Return the data below exactly, stopping after the line with "realization reporting nothing".

[Stored items]
--- START ---

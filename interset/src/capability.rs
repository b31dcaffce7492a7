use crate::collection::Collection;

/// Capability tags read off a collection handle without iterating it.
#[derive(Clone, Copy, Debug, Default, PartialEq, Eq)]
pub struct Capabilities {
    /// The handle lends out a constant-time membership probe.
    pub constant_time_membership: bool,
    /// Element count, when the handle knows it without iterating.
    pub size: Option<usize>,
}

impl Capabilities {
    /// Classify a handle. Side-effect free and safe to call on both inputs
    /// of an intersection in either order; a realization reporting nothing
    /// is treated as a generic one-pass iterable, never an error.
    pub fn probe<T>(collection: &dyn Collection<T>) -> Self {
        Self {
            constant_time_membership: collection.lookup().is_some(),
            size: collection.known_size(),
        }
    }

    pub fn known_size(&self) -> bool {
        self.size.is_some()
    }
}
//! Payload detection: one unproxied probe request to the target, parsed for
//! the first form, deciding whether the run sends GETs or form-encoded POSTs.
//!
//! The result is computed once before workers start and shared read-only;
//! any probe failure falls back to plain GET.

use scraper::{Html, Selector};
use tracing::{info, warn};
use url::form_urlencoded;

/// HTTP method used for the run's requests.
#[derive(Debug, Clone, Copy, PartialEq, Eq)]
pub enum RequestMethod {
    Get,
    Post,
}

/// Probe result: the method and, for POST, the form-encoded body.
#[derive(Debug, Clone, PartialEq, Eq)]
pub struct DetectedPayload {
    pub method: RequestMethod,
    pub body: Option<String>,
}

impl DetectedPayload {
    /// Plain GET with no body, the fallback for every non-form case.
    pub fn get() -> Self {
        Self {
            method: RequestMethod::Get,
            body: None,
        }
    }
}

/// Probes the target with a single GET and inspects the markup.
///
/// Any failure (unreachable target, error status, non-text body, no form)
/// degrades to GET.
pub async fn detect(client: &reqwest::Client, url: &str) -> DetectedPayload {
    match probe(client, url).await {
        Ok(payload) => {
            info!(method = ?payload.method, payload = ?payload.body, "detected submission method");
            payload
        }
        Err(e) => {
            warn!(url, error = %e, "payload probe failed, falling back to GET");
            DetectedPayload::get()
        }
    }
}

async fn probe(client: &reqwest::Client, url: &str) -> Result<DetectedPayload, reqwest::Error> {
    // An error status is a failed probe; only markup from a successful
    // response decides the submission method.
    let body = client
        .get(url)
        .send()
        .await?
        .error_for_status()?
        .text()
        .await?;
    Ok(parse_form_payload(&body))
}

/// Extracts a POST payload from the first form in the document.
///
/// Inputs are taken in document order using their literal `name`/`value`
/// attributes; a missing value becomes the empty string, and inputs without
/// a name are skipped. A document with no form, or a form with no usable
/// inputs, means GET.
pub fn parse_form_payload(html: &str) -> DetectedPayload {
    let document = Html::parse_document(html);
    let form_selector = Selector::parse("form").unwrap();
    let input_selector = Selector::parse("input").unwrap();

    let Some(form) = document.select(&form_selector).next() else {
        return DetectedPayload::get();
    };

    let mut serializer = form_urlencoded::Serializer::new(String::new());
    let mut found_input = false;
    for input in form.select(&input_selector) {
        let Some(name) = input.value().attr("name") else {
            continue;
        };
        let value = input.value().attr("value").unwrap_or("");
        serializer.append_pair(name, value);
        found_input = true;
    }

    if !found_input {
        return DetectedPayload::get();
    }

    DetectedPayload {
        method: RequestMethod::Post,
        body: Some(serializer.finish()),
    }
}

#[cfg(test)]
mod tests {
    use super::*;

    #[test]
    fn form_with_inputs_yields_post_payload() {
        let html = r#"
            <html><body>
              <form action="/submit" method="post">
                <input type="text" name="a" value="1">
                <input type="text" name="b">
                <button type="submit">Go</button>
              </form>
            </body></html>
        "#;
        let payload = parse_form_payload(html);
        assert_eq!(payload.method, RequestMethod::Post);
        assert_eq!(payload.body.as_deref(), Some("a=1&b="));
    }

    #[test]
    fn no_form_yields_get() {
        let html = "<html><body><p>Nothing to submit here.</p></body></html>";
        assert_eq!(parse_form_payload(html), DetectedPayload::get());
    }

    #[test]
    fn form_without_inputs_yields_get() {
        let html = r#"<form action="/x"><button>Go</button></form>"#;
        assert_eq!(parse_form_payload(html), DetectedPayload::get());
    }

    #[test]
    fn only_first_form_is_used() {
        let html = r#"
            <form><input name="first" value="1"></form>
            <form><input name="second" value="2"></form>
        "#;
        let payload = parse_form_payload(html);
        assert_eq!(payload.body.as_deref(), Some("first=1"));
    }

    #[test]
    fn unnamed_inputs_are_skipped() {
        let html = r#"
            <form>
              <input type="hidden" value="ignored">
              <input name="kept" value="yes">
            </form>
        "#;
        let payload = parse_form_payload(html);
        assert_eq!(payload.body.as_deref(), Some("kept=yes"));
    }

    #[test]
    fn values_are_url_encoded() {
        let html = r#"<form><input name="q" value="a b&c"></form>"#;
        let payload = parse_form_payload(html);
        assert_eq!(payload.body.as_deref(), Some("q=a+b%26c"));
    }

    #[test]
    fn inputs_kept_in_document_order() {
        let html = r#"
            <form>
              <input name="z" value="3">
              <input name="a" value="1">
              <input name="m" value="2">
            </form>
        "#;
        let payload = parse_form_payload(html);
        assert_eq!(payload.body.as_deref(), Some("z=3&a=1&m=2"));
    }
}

--- END ---

▶ Response to the task:
filename interset/src/capability.rs
repository b31dcaffce7492a7
use crate::collection::Collection;

/// Capability tags read off a collection handle without iterating it.
#[derive(Clone, Copy, Debug, Default, PartialEq, Eq)]
pub struct Capabilities {
    /// The handle lends out a constant-time membership probe.
    pub constant_time_membership: bool,
    /// Element count, when the handle knows it without iterating.
    pub size: Option<usize>,
}

impl Capabilities {
    /// Classify a handle. Side-effect free and safe to call on both inputs
    /// of an intersection in either order; a realization reporting nothing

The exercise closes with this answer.